→ What you are asked to do
Write out exactly the lines below that run from the one containing "filename src/battlelog/writer.rs" through the one containing "impl<'a> From<&'a CardStats>", both included, with no other lines.

(Dataset excerpts)
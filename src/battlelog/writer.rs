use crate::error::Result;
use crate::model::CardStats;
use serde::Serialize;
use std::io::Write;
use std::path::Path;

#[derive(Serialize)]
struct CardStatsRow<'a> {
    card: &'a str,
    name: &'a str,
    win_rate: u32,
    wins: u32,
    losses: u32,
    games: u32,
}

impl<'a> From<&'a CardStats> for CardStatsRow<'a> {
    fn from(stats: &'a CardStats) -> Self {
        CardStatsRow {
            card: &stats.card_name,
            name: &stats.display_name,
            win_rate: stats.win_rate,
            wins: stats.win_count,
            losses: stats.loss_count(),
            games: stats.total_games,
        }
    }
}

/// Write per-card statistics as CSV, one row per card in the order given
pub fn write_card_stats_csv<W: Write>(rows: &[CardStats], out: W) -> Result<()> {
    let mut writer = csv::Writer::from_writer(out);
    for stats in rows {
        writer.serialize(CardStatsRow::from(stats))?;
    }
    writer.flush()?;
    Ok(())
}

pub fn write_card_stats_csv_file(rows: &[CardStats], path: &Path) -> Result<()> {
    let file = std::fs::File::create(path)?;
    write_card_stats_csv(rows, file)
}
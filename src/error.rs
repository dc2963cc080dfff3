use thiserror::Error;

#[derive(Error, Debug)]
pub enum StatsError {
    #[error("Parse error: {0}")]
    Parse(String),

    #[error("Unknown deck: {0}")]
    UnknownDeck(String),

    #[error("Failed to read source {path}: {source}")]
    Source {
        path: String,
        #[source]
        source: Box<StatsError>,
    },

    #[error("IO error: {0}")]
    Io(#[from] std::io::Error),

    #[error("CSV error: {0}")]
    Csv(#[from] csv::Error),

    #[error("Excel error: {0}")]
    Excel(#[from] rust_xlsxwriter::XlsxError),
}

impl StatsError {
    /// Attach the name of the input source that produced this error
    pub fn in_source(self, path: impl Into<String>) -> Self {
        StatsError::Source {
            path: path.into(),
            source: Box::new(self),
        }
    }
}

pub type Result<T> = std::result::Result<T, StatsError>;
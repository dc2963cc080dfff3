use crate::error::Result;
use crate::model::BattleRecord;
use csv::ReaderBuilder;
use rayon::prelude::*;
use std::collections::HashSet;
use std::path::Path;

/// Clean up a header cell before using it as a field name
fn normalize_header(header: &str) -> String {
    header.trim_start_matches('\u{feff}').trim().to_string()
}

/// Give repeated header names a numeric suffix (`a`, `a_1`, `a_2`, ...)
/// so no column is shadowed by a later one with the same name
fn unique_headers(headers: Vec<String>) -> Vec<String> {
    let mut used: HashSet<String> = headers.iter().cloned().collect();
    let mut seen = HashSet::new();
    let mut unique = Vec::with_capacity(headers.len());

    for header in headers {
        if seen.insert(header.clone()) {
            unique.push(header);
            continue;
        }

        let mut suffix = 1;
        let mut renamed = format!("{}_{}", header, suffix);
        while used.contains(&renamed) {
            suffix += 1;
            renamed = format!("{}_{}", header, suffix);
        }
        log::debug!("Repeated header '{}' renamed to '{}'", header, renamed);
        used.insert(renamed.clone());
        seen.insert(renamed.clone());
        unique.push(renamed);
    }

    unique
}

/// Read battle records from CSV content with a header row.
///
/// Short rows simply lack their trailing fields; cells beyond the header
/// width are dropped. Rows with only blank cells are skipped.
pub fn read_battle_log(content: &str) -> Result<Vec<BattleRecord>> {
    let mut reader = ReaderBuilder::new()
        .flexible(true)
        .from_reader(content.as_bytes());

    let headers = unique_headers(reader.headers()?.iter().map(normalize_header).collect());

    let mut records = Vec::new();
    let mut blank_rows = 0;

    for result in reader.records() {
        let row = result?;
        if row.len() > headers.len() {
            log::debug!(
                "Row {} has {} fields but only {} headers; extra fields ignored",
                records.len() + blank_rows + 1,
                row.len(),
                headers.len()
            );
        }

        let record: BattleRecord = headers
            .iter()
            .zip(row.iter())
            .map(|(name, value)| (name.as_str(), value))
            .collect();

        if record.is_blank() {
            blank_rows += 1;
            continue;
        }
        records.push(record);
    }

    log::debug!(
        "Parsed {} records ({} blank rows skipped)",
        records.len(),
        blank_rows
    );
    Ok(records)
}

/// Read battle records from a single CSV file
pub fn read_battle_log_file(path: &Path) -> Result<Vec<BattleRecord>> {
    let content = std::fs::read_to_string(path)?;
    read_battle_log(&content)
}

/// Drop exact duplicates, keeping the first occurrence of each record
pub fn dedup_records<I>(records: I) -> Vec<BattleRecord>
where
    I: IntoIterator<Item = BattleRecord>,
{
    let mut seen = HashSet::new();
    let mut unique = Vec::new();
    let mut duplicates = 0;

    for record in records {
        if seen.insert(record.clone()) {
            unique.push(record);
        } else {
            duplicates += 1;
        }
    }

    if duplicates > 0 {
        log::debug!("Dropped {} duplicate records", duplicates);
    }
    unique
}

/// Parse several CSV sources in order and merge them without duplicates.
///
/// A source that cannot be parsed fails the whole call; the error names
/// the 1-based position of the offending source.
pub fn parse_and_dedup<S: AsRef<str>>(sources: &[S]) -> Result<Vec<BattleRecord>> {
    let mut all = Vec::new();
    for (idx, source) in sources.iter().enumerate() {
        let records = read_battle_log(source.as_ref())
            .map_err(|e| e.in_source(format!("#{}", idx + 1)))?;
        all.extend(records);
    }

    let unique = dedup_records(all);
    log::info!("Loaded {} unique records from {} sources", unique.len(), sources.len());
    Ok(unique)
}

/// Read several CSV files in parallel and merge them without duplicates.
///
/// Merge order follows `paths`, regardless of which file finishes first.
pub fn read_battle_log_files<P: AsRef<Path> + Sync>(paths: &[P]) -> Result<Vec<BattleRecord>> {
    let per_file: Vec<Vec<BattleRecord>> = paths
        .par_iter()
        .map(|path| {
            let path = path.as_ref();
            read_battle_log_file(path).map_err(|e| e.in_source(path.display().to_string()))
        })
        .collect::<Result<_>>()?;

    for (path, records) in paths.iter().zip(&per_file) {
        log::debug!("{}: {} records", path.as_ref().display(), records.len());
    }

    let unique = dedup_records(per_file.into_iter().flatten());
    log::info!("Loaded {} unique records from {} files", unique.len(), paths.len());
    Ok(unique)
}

---

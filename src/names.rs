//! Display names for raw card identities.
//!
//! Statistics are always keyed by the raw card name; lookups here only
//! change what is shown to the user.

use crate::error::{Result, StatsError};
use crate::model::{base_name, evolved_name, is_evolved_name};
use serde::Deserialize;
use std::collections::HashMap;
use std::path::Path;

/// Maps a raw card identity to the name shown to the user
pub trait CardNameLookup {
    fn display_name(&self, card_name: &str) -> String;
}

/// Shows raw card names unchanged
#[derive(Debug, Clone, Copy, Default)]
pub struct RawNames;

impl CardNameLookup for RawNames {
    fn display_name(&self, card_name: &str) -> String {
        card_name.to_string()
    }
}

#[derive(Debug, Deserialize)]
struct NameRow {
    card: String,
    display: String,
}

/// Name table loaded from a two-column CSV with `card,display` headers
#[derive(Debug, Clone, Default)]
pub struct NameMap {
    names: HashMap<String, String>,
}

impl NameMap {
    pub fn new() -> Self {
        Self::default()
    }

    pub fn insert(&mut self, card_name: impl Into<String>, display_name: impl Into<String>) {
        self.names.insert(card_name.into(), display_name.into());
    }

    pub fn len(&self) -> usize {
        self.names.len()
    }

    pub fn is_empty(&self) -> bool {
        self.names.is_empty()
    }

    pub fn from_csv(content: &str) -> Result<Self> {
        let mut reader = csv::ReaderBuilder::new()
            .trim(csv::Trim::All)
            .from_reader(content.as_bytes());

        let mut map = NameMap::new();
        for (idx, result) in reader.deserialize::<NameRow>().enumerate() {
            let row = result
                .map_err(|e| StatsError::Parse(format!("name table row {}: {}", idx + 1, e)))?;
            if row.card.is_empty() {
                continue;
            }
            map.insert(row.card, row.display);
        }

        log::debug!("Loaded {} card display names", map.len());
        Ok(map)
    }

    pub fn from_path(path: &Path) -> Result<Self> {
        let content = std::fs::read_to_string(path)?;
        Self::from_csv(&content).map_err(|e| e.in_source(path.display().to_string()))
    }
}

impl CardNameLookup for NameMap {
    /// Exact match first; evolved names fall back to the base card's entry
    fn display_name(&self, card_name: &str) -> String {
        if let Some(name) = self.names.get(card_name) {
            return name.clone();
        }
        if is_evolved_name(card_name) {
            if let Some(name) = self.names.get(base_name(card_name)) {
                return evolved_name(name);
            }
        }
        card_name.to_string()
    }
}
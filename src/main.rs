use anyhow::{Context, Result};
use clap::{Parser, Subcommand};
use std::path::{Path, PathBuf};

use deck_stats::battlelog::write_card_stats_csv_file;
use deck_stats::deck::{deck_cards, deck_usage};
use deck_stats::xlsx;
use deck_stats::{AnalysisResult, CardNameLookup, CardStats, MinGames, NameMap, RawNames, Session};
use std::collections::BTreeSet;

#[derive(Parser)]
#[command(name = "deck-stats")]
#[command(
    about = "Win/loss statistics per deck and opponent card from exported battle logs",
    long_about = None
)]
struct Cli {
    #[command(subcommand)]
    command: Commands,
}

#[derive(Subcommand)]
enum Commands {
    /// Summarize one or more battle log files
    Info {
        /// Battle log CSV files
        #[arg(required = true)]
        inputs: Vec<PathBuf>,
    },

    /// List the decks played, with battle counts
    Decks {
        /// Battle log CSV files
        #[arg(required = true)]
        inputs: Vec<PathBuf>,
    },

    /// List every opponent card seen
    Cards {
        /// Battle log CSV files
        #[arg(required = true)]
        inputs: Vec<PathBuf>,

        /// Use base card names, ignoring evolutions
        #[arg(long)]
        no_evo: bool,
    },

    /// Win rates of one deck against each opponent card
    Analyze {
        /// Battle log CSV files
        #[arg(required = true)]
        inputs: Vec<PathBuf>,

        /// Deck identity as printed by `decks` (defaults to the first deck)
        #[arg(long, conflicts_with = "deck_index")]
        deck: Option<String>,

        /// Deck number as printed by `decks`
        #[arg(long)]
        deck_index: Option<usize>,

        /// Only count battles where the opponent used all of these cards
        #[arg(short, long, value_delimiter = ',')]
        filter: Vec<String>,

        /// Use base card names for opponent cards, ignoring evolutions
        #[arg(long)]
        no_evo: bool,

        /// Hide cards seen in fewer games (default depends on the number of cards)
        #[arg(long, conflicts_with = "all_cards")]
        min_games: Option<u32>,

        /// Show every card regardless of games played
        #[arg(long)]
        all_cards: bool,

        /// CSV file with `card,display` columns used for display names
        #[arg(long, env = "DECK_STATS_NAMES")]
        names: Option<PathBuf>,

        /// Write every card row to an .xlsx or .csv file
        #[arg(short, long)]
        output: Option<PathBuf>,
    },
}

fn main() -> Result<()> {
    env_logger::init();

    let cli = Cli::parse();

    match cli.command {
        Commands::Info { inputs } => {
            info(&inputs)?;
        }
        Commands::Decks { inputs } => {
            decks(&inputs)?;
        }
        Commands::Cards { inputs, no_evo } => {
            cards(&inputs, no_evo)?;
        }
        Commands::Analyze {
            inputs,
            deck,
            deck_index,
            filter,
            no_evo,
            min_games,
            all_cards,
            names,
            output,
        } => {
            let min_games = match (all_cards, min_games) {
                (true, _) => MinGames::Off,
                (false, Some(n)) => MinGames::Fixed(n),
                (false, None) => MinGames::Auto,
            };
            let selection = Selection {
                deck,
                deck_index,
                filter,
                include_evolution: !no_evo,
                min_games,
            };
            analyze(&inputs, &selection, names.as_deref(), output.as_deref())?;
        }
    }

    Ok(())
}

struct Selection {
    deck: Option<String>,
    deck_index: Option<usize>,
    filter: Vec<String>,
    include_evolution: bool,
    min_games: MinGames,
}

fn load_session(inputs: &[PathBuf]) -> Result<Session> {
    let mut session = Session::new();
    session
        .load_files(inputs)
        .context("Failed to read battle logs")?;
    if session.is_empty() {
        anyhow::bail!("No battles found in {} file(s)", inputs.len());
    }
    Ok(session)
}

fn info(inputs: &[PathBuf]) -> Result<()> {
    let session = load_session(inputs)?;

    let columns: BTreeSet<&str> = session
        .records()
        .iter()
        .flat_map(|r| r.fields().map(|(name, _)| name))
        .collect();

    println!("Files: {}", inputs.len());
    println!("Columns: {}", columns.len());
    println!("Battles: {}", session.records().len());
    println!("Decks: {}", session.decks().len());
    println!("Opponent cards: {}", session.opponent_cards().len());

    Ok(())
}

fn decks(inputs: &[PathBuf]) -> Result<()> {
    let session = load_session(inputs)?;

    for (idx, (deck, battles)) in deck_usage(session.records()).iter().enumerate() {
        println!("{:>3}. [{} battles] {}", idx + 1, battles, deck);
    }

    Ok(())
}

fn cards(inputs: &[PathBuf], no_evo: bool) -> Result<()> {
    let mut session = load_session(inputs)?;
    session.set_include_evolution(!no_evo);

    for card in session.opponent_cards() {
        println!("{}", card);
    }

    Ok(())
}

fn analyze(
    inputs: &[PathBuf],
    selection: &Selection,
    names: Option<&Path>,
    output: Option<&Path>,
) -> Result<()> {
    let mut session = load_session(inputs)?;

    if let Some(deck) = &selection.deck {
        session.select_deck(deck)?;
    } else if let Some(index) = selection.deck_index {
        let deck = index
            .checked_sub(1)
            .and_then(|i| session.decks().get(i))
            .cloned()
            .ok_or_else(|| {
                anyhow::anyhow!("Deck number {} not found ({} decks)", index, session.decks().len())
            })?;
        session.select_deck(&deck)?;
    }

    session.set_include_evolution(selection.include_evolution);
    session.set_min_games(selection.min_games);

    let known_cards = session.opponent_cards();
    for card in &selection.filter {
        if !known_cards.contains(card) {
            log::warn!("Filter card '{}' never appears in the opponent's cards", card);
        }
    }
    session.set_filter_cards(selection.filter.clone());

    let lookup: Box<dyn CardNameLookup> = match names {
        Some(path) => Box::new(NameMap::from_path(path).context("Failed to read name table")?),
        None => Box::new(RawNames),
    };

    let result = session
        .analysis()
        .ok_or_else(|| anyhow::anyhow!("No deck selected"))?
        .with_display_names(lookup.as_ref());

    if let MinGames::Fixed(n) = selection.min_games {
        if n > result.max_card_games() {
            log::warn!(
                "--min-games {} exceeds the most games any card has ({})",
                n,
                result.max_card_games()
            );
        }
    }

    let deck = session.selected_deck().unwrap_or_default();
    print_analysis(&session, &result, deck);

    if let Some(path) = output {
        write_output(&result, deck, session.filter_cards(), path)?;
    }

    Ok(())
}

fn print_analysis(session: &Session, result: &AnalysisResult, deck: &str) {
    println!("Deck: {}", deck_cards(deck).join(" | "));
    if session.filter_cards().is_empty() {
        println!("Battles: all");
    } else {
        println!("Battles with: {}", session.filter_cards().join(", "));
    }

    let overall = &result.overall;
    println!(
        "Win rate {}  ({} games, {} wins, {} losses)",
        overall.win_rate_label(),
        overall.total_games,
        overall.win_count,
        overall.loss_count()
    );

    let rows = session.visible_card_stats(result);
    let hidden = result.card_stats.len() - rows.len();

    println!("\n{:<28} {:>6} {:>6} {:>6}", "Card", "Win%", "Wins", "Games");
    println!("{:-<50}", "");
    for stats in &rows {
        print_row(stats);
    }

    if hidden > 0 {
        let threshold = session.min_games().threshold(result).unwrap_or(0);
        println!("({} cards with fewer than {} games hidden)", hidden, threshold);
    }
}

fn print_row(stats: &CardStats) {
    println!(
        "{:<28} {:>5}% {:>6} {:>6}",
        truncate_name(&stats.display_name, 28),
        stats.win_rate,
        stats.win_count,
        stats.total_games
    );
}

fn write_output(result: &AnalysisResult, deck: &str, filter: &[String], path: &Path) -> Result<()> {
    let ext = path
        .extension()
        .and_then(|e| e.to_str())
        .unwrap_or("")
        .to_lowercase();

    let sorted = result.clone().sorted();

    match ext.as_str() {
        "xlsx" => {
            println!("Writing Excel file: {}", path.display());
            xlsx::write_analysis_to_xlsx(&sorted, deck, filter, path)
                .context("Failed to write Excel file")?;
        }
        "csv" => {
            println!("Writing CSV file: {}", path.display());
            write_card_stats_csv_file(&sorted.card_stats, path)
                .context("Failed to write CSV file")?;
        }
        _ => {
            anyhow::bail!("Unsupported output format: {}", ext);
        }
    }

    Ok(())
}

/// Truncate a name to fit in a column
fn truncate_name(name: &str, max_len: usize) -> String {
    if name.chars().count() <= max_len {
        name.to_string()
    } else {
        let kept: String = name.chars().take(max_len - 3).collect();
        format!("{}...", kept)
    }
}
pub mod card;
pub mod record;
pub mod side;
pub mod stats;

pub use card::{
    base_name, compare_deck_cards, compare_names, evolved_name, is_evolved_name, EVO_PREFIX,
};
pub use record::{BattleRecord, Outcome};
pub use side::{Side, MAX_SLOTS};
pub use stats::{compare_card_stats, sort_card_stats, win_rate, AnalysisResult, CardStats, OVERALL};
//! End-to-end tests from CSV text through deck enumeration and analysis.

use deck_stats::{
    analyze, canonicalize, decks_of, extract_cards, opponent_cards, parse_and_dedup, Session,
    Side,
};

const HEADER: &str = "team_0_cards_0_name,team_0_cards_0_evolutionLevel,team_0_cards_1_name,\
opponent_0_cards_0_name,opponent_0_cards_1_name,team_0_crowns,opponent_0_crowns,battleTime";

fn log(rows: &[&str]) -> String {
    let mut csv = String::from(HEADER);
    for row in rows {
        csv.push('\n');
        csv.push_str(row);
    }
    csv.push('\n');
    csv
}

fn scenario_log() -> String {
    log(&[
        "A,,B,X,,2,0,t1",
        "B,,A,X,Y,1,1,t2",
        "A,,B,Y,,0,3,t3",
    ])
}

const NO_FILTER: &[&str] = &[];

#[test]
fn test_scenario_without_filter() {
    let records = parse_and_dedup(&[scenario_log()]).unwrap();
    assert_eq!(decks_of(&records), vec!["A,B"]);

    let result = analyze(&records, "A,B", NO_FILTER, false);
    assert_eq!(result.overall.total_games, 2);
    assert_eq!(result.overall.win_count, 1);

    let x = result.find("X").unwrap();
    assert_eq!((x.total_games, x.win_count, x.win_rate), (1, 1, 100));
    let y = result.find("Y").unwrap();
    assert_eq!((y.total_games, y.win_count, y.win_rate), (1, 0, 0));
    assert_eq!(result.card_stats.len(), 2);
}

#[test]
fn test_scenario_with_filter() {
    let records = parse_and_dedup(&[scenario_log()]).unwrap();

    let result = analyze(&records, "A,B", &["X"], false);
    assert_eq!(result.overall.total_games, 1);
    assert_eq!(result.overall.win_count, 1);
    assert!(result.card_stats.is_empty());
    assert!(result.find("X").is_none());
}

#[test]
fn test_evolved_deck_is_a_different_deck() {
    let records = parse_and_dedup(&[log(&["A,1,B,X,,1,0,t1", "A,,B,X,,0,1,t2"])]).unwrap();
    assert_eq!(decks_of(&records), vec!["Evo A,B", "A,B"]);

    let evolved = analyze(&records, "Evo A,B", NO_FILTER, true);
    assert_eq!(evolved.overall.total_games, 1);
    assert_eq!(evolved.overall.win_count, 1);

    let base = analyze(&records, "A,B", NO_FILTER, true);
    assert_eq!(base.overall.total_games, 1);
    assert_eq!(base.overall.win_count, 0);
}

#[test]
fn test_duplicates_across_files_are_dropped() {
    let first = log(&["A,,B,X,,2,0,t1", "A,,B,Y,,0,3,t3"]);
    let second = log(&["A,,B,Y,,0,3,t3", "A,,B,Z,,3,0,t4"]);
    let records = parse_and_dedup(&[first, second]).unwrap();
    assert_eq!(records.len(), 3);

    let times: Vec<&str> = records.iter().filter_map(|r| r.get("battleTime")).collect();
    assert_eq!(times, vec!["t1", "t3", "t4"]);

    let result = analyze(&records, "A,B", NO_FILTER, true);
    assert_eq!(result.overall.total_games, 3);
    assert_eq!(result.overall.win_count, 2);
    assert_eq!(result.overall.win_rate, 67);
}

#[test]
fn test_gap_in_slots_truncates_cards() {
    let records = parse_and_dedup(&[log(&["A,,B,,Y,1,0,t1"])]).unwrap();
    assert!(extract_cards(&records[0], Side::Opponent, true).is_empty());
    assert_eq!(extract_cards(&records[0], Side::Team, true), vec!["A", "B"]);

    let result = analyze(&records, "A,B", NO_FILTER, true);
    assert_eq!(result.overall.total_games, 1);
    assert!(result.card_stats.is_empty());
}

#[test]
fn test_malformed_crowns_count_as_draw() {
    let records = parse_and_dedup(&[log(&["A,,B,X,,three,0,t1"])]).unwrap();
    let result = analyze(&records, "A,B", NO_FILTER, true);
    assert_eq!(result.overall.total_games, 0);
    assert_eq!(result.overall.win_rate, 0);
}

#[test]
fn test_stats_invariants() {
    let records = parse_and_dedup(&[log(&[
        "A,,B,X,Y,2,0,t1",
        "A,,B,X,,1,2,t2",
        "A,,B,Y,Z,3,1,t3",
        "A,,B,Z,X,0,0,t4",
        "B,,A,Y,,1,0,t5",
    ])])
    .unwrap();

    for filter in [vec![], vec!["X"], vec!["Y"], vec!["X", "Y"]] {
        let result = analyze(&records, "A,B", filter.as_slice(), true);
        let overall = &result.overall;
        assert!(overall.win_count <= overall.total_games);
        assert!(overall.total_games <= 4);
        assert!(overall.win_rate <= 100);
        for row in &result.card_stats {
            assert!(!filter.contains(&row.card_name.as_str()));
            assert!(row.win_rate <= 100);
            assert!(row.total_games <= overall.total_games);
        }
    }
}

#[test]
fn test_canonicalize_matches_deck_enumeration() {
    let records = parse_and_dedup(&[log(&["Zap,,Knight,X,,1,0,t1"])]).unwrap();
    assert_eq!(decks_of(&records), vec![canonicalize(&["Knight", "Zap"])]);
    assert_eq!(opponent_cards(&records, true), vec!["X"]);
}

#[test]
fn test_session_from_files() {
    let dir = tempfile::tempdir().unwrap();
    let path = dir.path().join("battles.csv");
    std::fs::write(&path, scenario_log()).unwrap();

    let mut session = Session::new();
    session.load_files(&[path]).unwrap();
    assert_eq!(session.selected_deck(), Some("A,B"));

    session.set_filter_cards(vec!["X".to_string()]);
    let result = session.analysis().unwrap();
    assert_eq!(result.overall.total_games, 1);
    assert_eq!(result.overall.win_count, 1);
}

...

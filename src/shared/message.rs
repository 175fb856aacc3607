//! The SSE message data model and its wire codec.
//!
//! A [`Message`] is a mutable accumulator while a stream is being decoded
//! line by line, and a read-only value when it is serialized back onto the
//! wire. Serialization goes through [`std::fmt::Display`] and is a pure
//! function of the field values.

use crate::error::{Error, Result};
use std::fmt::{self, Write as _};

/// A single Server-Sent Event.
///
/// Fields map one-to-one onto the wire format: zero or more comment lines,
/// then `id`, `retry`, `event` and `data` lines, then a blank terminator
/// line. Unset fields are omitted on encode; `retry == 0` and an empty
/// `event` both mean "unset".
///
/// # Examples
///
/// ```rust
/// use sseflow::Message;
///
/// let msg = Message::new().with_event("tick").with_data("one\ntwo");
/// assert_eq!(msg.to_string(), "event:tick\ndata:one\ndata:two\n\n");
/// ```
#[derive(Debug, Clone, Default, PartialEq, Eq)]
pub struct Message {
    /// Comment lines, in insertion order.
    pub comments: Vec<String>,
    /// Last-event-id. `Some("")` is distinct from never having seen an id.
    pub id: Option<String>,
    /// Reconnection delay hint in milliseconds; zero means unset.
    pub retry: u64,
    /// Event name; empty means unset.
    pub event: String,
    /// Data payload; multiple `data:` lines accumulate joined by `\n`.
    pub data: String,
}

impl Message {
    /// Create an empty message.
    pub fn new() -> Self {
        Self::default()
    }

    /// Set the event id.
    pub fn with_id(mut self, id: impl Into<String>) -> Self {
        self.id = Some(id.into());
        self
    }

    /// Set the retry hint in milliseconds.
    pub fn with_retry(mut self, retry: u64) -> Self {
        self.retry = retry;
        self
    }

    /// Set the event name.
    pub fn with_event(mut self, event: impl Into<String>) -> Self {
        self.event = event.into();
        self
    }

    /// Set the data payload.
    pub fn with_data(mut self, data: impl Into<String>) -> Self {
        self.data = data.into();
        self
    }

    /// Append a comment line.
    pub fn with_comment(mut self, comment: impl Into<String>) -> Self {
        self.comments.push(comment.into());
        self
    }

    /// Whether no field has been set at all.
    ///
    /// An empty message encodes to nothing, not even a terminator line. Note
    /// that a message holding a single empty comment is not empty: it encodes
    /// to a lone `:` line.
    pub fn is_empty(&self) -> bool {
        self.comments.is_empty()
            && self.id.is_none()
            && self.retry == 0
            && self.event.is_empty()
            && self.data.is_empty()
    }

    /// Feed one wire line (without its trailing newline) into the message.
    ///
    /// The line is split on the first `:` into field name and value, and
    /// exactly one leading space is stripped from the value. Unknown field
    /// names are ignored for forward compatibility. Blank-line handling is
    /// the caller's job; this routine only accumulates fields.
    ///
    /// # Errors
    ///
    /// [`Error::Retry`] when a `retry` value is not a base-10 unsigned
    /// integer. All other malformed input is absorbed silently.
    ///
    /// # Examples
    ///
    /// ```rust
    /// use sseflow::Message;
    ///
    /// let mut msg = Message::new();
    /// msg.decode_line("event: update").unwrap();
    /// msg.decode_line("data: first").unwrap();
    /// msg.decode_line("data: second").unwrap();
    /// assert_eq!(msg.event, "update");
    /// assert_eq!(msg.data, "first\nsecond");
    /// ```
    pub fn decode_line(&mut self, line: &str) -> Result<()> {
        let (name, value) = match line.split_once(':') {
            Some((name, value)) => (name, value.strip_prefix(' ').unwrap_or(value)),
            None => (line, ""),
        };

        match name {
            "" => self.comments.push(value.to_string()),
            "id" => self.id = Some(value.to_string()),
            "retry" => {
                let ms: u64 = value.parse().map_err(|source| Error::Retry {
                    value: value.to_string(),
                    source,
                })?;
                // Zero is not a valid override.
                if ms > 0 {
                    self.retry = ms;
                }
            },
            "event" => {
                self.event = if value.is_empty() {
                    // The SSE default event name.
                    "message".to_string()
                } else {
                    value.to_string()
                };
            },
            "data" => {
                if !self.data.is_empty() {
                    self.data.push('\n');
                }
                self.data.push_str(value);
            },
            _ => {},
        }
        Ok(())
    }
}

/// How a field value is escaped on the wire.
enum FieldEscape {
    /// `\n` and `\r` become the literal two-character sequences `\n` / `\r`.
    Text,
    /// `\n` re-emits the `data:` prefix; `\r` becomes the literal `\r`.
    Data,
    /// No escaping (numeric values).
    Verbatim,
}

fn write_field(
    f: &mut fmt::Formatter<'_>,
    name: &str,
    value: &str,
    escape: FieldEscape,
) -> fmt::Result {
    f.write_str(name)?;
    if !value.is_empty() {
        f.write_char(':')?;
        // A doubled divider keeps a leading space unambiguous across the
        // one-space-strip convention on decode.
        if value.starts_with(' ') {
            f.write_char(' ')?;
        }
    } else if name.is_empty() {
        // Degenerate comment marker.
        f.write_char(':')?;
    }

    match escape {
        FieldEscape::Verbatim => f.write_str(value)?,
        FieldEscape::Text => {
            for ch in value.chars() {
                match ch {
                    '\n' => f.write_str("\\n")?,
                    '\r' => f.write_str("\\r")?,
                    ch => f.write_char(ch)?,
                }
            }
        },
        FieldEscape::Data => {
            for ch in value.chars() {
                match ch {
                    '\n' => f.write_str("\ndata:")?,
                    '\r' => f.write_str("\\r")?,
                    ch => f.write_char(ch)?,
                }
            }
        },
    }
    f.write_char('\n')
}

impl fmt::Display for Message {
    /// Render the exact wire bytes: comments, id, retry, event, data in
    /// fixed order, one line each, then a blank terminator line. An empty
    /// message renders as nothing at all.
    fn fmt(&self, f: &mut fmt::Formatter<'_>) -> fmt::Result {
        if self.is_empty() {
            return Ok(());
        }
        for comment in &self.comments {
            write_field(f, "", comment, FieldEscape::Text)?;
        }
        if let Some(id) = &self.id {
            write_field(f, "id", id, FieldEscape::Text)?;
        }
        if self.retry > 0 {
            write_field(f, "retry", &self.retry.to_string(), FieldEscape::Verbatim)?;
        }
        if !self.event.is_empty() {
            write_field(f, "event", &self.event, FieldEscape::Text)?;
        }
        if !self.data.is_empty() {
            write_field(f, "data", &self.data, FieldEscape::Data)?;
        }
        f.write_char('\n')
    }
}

→ Expected answer
filename src/battlelog/writer.rs
use crate::error::Result;
use crate::model::CardStats;
use serde::Serialize;
use std::io::Write;
use std::path::Path;

#[derive(Serialize)]
struct CardStatsRow<'a> {
    card: &'a str,
    name: &'a str,
    win_rate: u32,
    wins: u32,
    losses: u32,
    games: u32,
}

impl<'a> From<&'a CardStats> for CardStatsRow<'a> {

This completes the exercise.